Improving feed value by processing or treatment

Ruminants despite their unique and highly efficient digestive system, are not able to extract sufficient energy to grow and produce milk from low quality or highly lignified residues. These must be properly processed or treated in some way to make them useful for production.

Traditional processing and feeding methods

Historically, many fibrous crop by-products have been used as energy sources for ruminants in China. More than 1 000 years ago, during the Song Dynasty, Chen Fu in his Nong Shu Book [Agriculture Encyclopaedia] described the following method of processing and feeding crop residues:

"Mix finely chopped straw with wheat or millet bran and beans, slightly soak them with water, and then feed animals ad libitum."

and there is a farmers' proverb:

"chopping hay to one inch, fattening can be done without concentrate".

These ancient processing and feeding methods include particle reduction and reconstitution of roughage, and are still included in university textbooks and scientific publications. Chopping and water soaking are popular practices for crop residue feeding throughout the country. Although they do not always result in consistent improvements in animal performance, they definitely result in reduced diet wastage and diet selection (Xiong, 1986).

A method called Jiegan Nian Qing (crushing freshly cut alfalfa with straw) has been widely used in the southern part of Shanxi Province. A thick layer (about 30 cm) of wheat or rice straw is spread on a flat threshing ground. A layer of freshly cut alfalfa (about 30 cm thick) is put on top, followed by another layer of straw. A heavy stone roller is passed over the layers, squeezing out the alfalfa juice, which is absorbed by the straw. The alfalfa treated in this way can be dried much faster, with minimum leaf loss, and at the same time, the alfalfa juice absorbed by the straw enhances the straw feed value.

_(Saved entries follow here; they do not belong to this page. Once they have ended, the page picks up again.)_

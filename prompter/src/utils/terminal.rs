//! # Terminal Input Helper
//!
//! The prompt engine. [`Terminal::ask`] writes the prompt, reads one line,
//! checks it against the exit sentinels, casts it and runs the rule chain
//! (see [`crate::utils::sanitize`]). A rejected line prints its configured
//! message and is asked again, unless the request disables `repeat`.
//!
//! [`Terminal::collect`] keeps asking and gathers the accepted values until
//! a sentinel is typed, the `numInputs` budget runs out or `ask` gives up.
//!
//! A terminal owns its reader and writer, so tests and other front ends can
//! drive it with in-memory buffers; [`Terminal::stdio`] binds it to the
//! process stdin and stdout.
//!
//! ## Example
//! ```rust,no_run
//! use prompter::{Kind, Options, Request, Terminal};
//!
//! let request = Request::new(
//!     Kind::Int,
//!     Options::new()
//!         .output_text("Scan threads (1-16): ")
//!         .min(1)
//!         .max(16)
//!         .error_message("Pick a number between 1 and 16"),
//! )
//! .unwrap();
//!
//! let threads = Terminal::stdio().ask(&request).unwrap();
//! println!("Threads: {:?}", threads);
//! ```

use crate::config::{Kind, Request};
use crate::error::{ConfigError, PromptError, Result};
use crate::utils::sanitize::{DesiredType, Rejection, Sanitize, Value};
use std::{
    fs::File,
    io::{self, BufRead, Stdout, StdinLock, Write},
    path::PathBuf,
};
use tracing::{debug, trace};

/// A prompt engine bound to one input and one output.
pub struct Terminal<R, W> {
    input: R,
    output: W,
}

impl Terminal<StdinLock<'static>, Stdout> {
    /// A terminal reading the locked process stdin and writing to stdout.
    pub fn stdio() -> Self {
        Terminal::new(io::stdin().lock(), io::stdout())
    }
}

impl<R: BufRead, W: Write> Terminal<R, W> {
    pub fn new(input: R, output: W) -> Self {
        Terminal { input, output }
    }

    pub fn output(&self) -> &W {
        &self.output
    }

    pub fn into_parts(self) -> (R, W) {
        (self.input, self.output)
    }

    /// Asks until a line passes every check.
    ///
    /// Returns `Ok(None)` when an exit sentinel is typed, when the input ends,
    /// or after the first rejection if the request disables `repeat`.
    pub fn ask(&mut self, request: &Request) -> Result<Option<Value>> {
        let desired = DesiredType::from(request.kind());
        let filters = request.filters();

        loop {
            let Some(line) = self.read_line(request.prompt_text())? else {
                debug!("input closed");
                return Ok(None);
            };

            let outcome = match String::from_utf8(line) {
                Ok(answer) => {
                    if request.exit_sentinels().iter().any(|s| *s == answer) {
                        debug!(sentinel = %answer, "exit sentinel");
                        return Ok(None);
                    }
                    Sanitize::execute(&answer, desired, &filters)
                }
                // undecodable text is a bad answer, not a broken terminal
                Err(_) => Err(Rejection::Type(desired)),
            };

            match outcome {
                Ok(value) => return Ok(Some(value)),
                Err(rejection) => {
                    debug!(check = rejection.check().message_key(), %rejection, "input rejected");
                    if let Some(message) = request.options().message_for(rejection.check()) {
                        writeln!(self.output, "{}", message)?;
                    }
                    if !request.repeat() {
                        return Ok(None);
                    }
                }
            }
        }
    }

    /// Asks repeatedly and returns every accepted value, in order.
    ///
    /// A `numInputs` budget is checked before each read, so no line past the
    /// budget is consumed.
    pub fn collect(&mut self, request: &Request) -> Result<Vec<Value>> {
        let mut remaining = request.options().num_inputs;
        let mut values = Vec::new();

        while remaining != Some(0) {
            match self.ask(request)? {
                Some(value) => values.push(value),
                None => break,
            }
            if let Some(left) = remaining.as_mut() {
                *left -= 1;
            }
        }

        debug!(count = values.len(), "collection finished");
        Ok(values)
    }

    /// Asks for a file name and opens it with the request's mode.
    ///
    /// The returned handle is closed when dropped.
    pub fn ask_file(&mut self, request: &Request) -> Result<Option<File>> {
        if request.kind() != Kind::FileName {
            return Err(ConfigError::InvalidValue {
                option: "type",
                reason: format!("files are opened from filename requests, not {}", request.kind()),
            }
            .into());
        }

        let Some(name) = self.ask(request)?.and_then(Value::into_string) else {
            return Ok(None);
        };

        let path = PathBuf::from(name);
        let file = request
            .mode()
            .open_options()
            .open(&path)
            .map_err(|source| PromptError::Open {
                path: path.clone(),
                source,
            })?;
        debug!(path = %path.display(), "file opened");
        Ok(Some(file))
    }

    /// Writes the prompt and reads the raw bytes of one line, without its
    /// line ending. `None` at end of input.
    fn read_line(&mut self, prompt: &str) -> io::Result<Option<Vec<u8>>> {
        debug!(prompt, "prompting");
        write!(self.output, "{}", prompt)?;
        self.output.flush()?;

        let mut line = Vec::new();
        if self.input.read_until(b'\n', &mut line)? == 0 {
            return Ok(None);
        }
        trace!(line = %String::from_utf8_lossy(&line).trim_end(), "line read");

        if line.ends_with(b"\n") {
            line.pop();
            if line.ends_with(b"\r") {
                line.pop();
            }
        }
        Ok(Some(line))
    }
}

This method is very useful in those areas where alfalfa drying is difficult.

Physical treatment

Numerous physical processing techniques to enhance the utilization of crop residues by ruminants have been used, with varying degrees of success. In this section, the more common methods - including grinding and pelleting, irradiation and steam treatment -will be briefly reviewed as they relate to crop residue utilization in China.

Grinding and pelleting

The most studied physical treatments for enhancing crop residue use by ruminants are grinding and pelleting. Grinding, or fine chopping, decreases particle size, increases surface area and bulk density of both leaf and stem fractions, and hence raises rumen microbial accessibility or feed intake. The increase in intake due to grinding is generally higher with low quality than with high quality residues, and with small and young animals rather than with older and larger animals. The critical feed particle size to exit the rumen is smaller in sheep than in adult cattle and therefore a greater degree of grinding is necessary before they leave the rumen. Screen sizes for hammer mill grinding in China range from 2.5 mm to 25 mm. Considering differences in intake between animal species and the energy expenditure for grinding, Xiong (1986) recommended 6 mm for sheep and 12 mm for cattle as the appropriate screen sizes for hammer mills.

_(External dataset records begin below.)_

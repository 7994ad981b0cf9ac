//! 统一错误类型模块
//!
//! # 设计思路
//!
//! 定义应用层统一的 `AppError` 枚举，CLI 与配置读写都返回
//! `Result<T, AppError>`，转换链路内部的错误统一收敛为 `ConvertError`。
//!
//! # 实现思路
//!
//! - 使用 `thiserror` 派生可读错误消息。
//! - 为 `ConvertError` 与 `std::io::Error` 提供 `From` 转换，无需手动 map。
//! - 实现 `Serialize` 将错误序列化为字符串，便于以 JSON 输出。

use serde::Serialize;

use crate::converter::ConvertError;

/// 应用级统一错误类型
#[derive(Debug, thiserror::Error)]
pub enum AppError {
    /// 转换链路错误（校验 / 解码 / 编码 / 发布）
    #[error("{0}")]
    Convert(#[from] ConvertError),

    /// 文件系统 I/O 错误
    #[error("文件系统错误: {0}")]
    Io(#[from] std::io::Error),

    /// 配置文件不可用
    #[error("配置错误: {0}")]
    Settings(String),
}

/// 将错误序列化为人类可读的字符串。
impl Serialize for AppError {
    fn serialize<S>(&self, serializer: S) -> Result<S::Ok, S::Error>
    where
        S: serde::Serializer,
    {
        serializer.serialize_str(&self.to_string())
    }
}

Ground crop residues are often pelleted or cubed before feeding. Benefits derived from pelleting include a further increase in density, decreased dustiness and easier handling. However, DM digestibility of pelleted straws is depressed relative to the long or chopped forms, primarily due to faster passage rate. Pelleting usually augments straw intake due to quicker passage, which can offset the negative effect from decreased digestibility. Therefore, the net benefit of feeding pelleted crop residues in practice is increased energy intake and animal performance. In dairy cows, fine grinding and pelleting of forages can dramatically reduce rumination and rumen digestion times. Consequently, saliva production is reduced and the rumen fermentation pattern is altered, together with reduction in acetate/propionate ratio. This is believed to be the reason for the milk fat reduction with ground and pelleted forages.

Few studies have been conducted to assess the feeding value of ground and pelleted crop residues in China. Fu et al. (1991) studied the response of lamb growth performance to ground and pelleted maize stover. Compared with coarse grinding of maize stover (through a 25-mm screen), processing with fine grinding (through an 8-mm screen) followed by pelleting increased feed intake by half (1 098 g vs 728 g DM) and daily gain by 129 percent (148 g vs 65 g), and reduced the feed/gain ratio by 34.1 percent (7.4 vs 11.3).

Kneading

As milk fat can be lowered with finely ground or pelleted straws, the development of another physical processing method was necessary. Recently, a novel method for processing crop residue using a kneading machine has been reported (Gao Zhenjiang et al., 1994). When fibrous crop residues enter the machine, they are kneaded into threadlike fibres or hairs with no apparent stem internode structure. Kneading extensively destroys the rigid structure and thus significantly increases voluntary intake. Unlike other physical processing, such as grinding or pelleting, rubbing of crop residues produces long threadlike fibres (usually 8-12 cm long), and therefore should not affect milk fat content. Compared to chopping, kneading requires higher energy expenditure.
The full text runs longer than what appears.